**WORK INSTRUCTION**
Copy exactly, and only, the lines from the line containing "Resolve on SIGINT" through the last line of the records below, both included.

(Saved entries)
****

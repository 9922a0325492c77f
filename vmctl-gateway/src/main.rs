//! Entry point for the `vmctl-gateway` HTTP server.

use std::sync::Arc;

use clap::Parser;
use tokio_util::sync::CancellationToken;
use tracing::info;
use tracing_subscriber::EnvFilter;
use vmctl_executor::VmOrchestrator;
use vmctl_gateway::{config::GatewayArgs, monitor::{join_health_monitor, spawn_health_monitor}, routes::create_router};

#[tokio::main]
async fn main() {
    tracing_subscriber::fmt()
        .with_env_filter(EnvFilter::try_from_default_env().unwrap_or_else(|_| EnvFilter::new("info")))
        .init();

    let args = GatewayArgs::parse();

    if let Err(e) = tokio::fs::create_dir_all(&args.state_root).await {
        tracing::error!(state_root = %args.state_root.display(), error = %e, "cannot create state root");
        std::process::exit(1);
    }

    let orchestrator = match VmOrchestrator::new(args.backend(), args.orchestrator_config()) {
        Ok(o) => Arc::new(o),
        Err(e) => {
            tracing::error!(error = %e, "invalid configuration");
            std::process::exit(1);
        }
    };

    // Still serve: the operator may fix the host while the API is up.
    if let Err(e) = orchestrator.health_check().await {
        tracing::warn!(error = %e, "hypervisor backend not ready");
    }

    let shutdown = CancellationToken::new();
    let monitor = args
        .health_interval()
        .map(|interval| spawn_health_monitor(Arc::clone(&orchestrator), interval, shutdown.clone()));

    let app = create_router(Arc::clone(&orchestrator), args.request_timeout());

    let listener = match tokio::net::TcpListener::bind(args.listen_addr).await {
        Ok(l) => l,
        Err(e) => {
            tracing::error!(addr = %args.listen_addr, error = %e, "failed to bind");
            std::process::exit(1);
        }
    };

    info!(addr = %args.listen_addr, state_root = %args.state_root.display(), "vmctl-gateway listening");

    let served = axum::serve(listener, app).with_graceful_shutdown(shutdown_signal(shutdown.clone())).await;

    shutdown.cancel();
    if let Some(monitor) = monitor {
        join_health_monitor(monitor).await;
    }

    let report = orchestrator.destroy_all().await;
    for failure in &report.failed {
        tracing::error!(vm = %failure.name, error = %failure.error, "VM teardown failed at shutdown");
    }

    if let Err(e) = served {
        tracing::error!(error = %e, "server error");
        std::process::exit(1);
    }
    info!("vmctl-gateway stopped");
}

/// Resolve on SIGINT or SIGTERM, then cancel `shutdown`.
async fn shutdown_signal(shutdown: CancellationToken) {
    let ctrl_c = async {
        if let Err(e) = tokio::signal::ctrl_c().await {
            tracing::error!(error = %e, "cannot listen for ctrl-c");
            std::future::pending::<()>().await;
        }
    };
    let terminate = async {
        match tokio::signal::unix::signal(tokio::signal::unix::SignalKind::terminate()) {
            Ok(mut sig) => {
                sig.recv().await;
            }
            Err(e) => {
                tracing::error!(error = %e, "cannot listen for SIGTERM");
                std::future::pending::<()>().await;
            }
        }
    };

    tokio::select! {
        () = ctrl_c => {}
        () = terminate => {}
    }
    info!("shutdown requested, draining requests");
    shutdown.cancel();
}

****

**RESULT**
/// Resolve on SIGINT or SIGTERM, then cancel `shutdown`.
async fn shutdown_signal(shutdown: CancellationToken) {
    let ctrl_c = async {
        if let Err(e) = tokio::signal::ctrl_c().await {
            tracing::error!(error = %e, "cannot listen for ctrl-c");
            std::future::pending::<()>().await;
        }
    };
    let terminate = async {
        match tokio::signal::unix::signal(tokio::signal::unix::SignalKind::terminate()) {
            Ok(mut sig) => {
                sig.recv().await;
            }
            Err(e) => {
                tracing::error!(error = %e, "cannot listen for SIGTERM");
                std::future::pending::<()>().await;
            }
        }
    };

    tokio::select! {
        () = ctrl_c => {}
        () = terminate => {}
    }
    info!("shutdown requested, draining requests");
    shutdown.cancel();
}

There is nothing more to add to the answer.